The second output line of vicinity.pl that has been ignored so far provides such a two-layer restraint description that can then be used directly with MMTSB modeling utilities such as minCHARMM.pl.

Restraint descriptions look very much like simple residue lists as can be seen in the second line of output from the example above with a 15 Å cutoff:

1:2_10=16:18=21=47=51=66=81=83=86:87=89=92=102=
3:15_0.5=67:70=76:80=82=90:91=93:101

The only difference are force constants (in kcal/mol) that are appended with an underscore sign (_) to residue intervals. In the example above there are only two places at the beginning (1:2_10) and in the middle of the string (3:15_0.5) where force constants are set (to 10 and 0.5 kcal/mol, respectively). For the other residue intervals the respective last value along the list is used by default. So the above list translates into a set of residues 1, 2, 16, 17, 18, 21, 47, 51, 66, 81, 83, 86, 87, 89, 92, and 102 that are restrained strongly with 10 kcal/mol and a set of residues 3 through 15, 67 through 70, 76 through 80, 82, 90, 91, and 93 through 101 for which a much weaker restraint force of 0.5 kcal/mol is applied. Notice, that the reference residues 71 through 75 are not included in either list since they are assumed to be fully flexible.

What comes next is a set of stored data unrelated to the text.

//! Scan events handed to a [`ScanFilter`][crate::ScanFilter].

use std::borrow::Cow;
use std::collections::HashMap;

use uuid::Uuid;

use crate::error::{Error, ErrorKind};
use crate::{btuuid, AdvertisementInfo};

/// A 48-bit Bluetooth device address.
///
/// Displays as `AA:BB:CC:DD:EE:FF`. Parsing accepts hex digits of either case and `-` in place of `:`, as long as one
/// separator is used throughout.
///
/// ```
/// # use bluest_state::MacAddress;
/// let addr: MacAddress = "c0-ff-ee-00-12-ab".parse().unwrap();
/// assert_eq!(addr.to_string(), "C0:FF:EE:00:12:AB");
/// assert!("C0:FF-EE:00:12:AB".parse::<MacAddress>().is_err());
/// ```
#[derive(Debug, Clone, Copy, Default, PartialEq, Eq, PartialOrd, Ord, Hash)]
pub struct MacAddress([u8; 6]);

impl MacAddress {
    /// Creates an address from its octets, most significant first.
    pub const fn new(octets: [u8; 6]) -> Self {
        MacAddress(octets)
    }

    /// The octets of this address, most significant first.
    pub const fn octets(&self) -> [u8; 6] {
        self.0
    }
}

impl std::fmt::Display for MacAddress {
    fn fmt(&self, f: &mut std::fmt::Formatter<'_>) -> std::fmt::Result {
        let [a, b, c, d, e, g] = self.0;
        write!(f, "{:02X}:{:02X}:{:02X}:{:02X}:{:02X}:{:02X}", a, b, c, d, e, g)
    }
}

impl std::str::FromStr for MacAddress {
    type Err = Error;

    fn from_str(s: &str) -> Result<Self, Self::Err> {
        // the first separator fixes the one used for the whole address
        let separator = s.chars().find(|&c| c == ':' || c == '-').unwrap_or(':');
        let mut octets = [0u8; 6];
        let mut parts = s.split(separator);
        for (i, octet) in octets.iter_mut().enumerate() {
            let part = parts
                .next()
                .ok_or_else(|| Error::new(ErrorKind::InvalidAddress, None, format!("{:?} has only {} octets", s, i)))?;
            // from_str_radix alone would also take a leading sign
            if part.len() != 2 || !part.bytes().all(|b| b.is_ascii_hexdigit()) {
                return Err(Error::new(
                    ErrorKind::InvalidAddress,
                    None,
                    format!("octet {} of {:?} is not two hex digits", i, s),
                ));
            }
            *octet = u8::from_str_radix(part, 16).map_err(|err| {
                Error::new(
                    ErrorKind::InvalidAddress,
                    Some(Box::new(err)),
                    format!("octet {} of {:?}", i, s),
                )
            })?;
        }

        if parts.next().is_some() {
            return Err(Error::new(
                ErrorKind::InvalidAddress,
                None,
                format!("{:?} has more than 6 octets", s),
            ));
        }

        Ok(MacAddress(octets))
    }
}

#[cfg(feature = "serde")]
impl serde::Serialize for MacAddress {
    fn serialize<S: serde::Serializer>(&self, serializer: S) -> Result<S::Ok, S::Error> {
        serializer.collect_str(self)
    }
}

#[cfg(feature = "serde")]
impl<'de> serde::Deserialize<'de> for MacAddress {
    fn deserialize<D: serde::Deserializer<'de>>(deserializer: D) -> Result<Self, D::Error> {
        let s = <Cow<'de, str> as serde::Deserialize>::deserialize(deserializer)?;
        s.parse().map_err(serde::de::Error::custom)
    }
}

/// The platform's handle for a device that was seen in a scan.
#[derive(Debug, Clone, PartialEq, Eq, Hash)]
pub struct NativeDevice {
    address: MacAddress,
}

impl NativeDevice {
    /// Wraps the platform device with the given address.
    pub fn new(address: MacAddress) -> Self {
        NativeDevice { address }
    }

    /// The device's Bluetooth address.
    pub fn address(&self) -> MacAddress {
        self.address
    }
}

/// One advertisement observed during a scan.
///
/// Every accessor derived from the advertising data falls back to an empty or zero value when the platform provided
/// no advertising data, so none of them return an `Option`.
#[derive(Debug, Clone, PartialEq, Eq)]
pub struct ScanEvent {
    device: NativeDevice,
    advertisement: Option<AdvertisementInfo>,
    name_native: String,
    name_device: String,
    rssi: i16,
}

impl ScanEvent {
    /// Creates the event for one observed advertisement.
    pub fn new(
        device: NativeDevice,
        advertisement: Option<AdvertisementInfo>,
        name_native: impl Into<String>,
        name_device: impl Into<String>,
        rssi: i16,
    ) -> Self {
        ScanEvent {
            device,
            advertisement,
            name_native: name_native.into(),
            name_device: name_device.into(),
            rssi,
        }
    }

    /// The platform device that sent the advertisement.
    pub fn native_device(&self) -> &NativeDevice {
        &self.device
    }

    /// The decoded advertising data, if the platform provided any.
    pub fn advertisement(&self) -> Option<&AdvertisementInfo> {
        self.advertisement.as_ref()
    }

    /// The services advertised by the device.
    pub fn advertised_services(&self) -> &[Uuid] {
        match &self.advertisement {
            Some(info) => &info.services,
            None => &[],
        }
    }

    /// The name reported by the platform.
    pub fn name_native(&self) -> &str {
        &self.name_native
    }

    /// The name the framework resolved for the device, normalized for display and comparison.
    pub fn name_device(&self) -> &str {
        &self.name_device
    }

    /// The raw advertisement record.
    pub fn scan_record(&self) -> &[u8] {
        match &self.advertisement {
            Some(info) => &info.scan_record,
            None => &[],
        }
    }

    /// The signal strength of the advertisement in dBm.
    pub fn rssi(&self) -> i16 {
        self.rssi
    }

    /// The advertised transmit power level in dBm.
    pub fn tx_power(&self) -> i16 {
        match &self.advertisement {
            Some(info) => info.tx_power,
            None => 0,
        }
    }

    /// The address of the device.
    pub fn mac_address(&self) -> MacAddress {
        self.device.address()
    }

    /// The advertising flags.
    pub fn advertising_flags(&self) -> u8 {
        match &self.advertisement {
            Some(info) => info.advertising_flags,
            None => 0,
        }
    }

    /// The company identifier of the manufacturer specific data.
    pub fn manufacturer_id(&self) -> u16 {
        match &self.advertisement {
            Some(info) => info.manufacturer_id,
            None => 0,
        }
    }

    /// The manufacturer specific data, without the company identifier.
    pub fn manufacturer_data(&self) -> &[u8] {
        match &self.advertisement {
            Some(info) => &info.manufacturer_data,
            None => &[],
        }
    }

    /// Service data keyed by service UUID.
    pub fn service_data(&self) -> Cow<'_, HashMap<Uuid, Vec<u8>>> {
        match &self.advertisement {
            Some(info) => Cow::Borrowed(&info.service_data),
            None => Cow::Owned(HashMap::new()),
        }
    }
}

impl std::fmt::Display for ScanEvent {
    fn fmt(&self, f: &mut std::fmt::Formatter<'_>) -> std::fmt::Result {
        write!(f, "ScanEvent(mac_address={}, name={}, services=[", self.mac_address(), self.name_device)?;
        for (i, uuid) in self.advertised_services().iter().enumerate() {
            if i > 0 {
                f.write_str(", ")?;
            }
            match btuuid::try_to_u16(uuid) {
                Some(short) => write!(f, "{:#06x}", short)?,
                None => write!(f, "{}", uuid)?,
            }
        }
        f.write_str("])")
    }
}

#[cfg(test)]
mod tests {
    use super::*;

    #[test]
    fn parses_and_formats_addresses() {
        let addr: MacAddress = "c0:ff:ee:00:12:ab".parse().unwrap();
        assert_eq!(addr.octets(), [0xc0, 0xff, 0xee, 0x00, 0x12, 0xab]);
        assert_eq!(addr.to_string(), "C0:FF:EE:00:12:AB");
        assert_eq!("C0-FF-EE-00-12-AB".parse::<MacAddress>().unwrap(), addr);
    }

    #[test]
    fn rejects_bad_addresses() {
        for bad in [
            "",
            "C0:FF:EE:00:12",
            "C0:FF:EE:00:12:AB:01",
            "C0:FF:EE:00:12:GG",
            "C0:FF:EE:00:12:ABC",
            "+a:+b:00:00:00:00",
            "C0:FF-EE:00-12:AB",
            "C0-FF-EE-00-12:AB",
        ] {
            let err = bad.parse::<MacAddress>().unwrap_err();
            assert_eq!(err.kind(), ErrorKind::InvalidAddress, "{bad}");
        }
    }
}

How is the two-layer restraint list generated? It uses a second "soft" cutoff. For all residues within the soft cutoff a weak restraint force is used while the remaining residues within the overall "hard" cutoff are considered to be on the rigid outer shell and will have a much stronger cutoff.

The hard cutoff is set with -hard as in the example shown above. The soft cutoff is changed from the default value of 12.0 with the option -soft.

Let's look at another example to understand a particular feature of vicinity.pl when the hard cutoff gets close to the soft cutoff. Assuming we want to get all residues within 12 Å from the reference residues. One might try the following command:

vicinity.pl -hard 12 -l 71:75 1poa.exp.pdb

The output looks like this:

2:16=66:83=89:102
2_10=16=66=81=83=89=92=102=3:15_0.5=67:70=76:80=
82=90:91=93:101

Keeping in mind that the soft cutoff radius is 12 Å it should be surprising that there is separate list of residues with a strong restraint force. Since the hard cutoff is set to the same value as the soft cutoff all selected residues should have a weak restraint force. This would mean, however, if such a restraint list is used, that the rigid framework of restrained residues on the outside of the selected fragment is missing and most likely there would be stability issues.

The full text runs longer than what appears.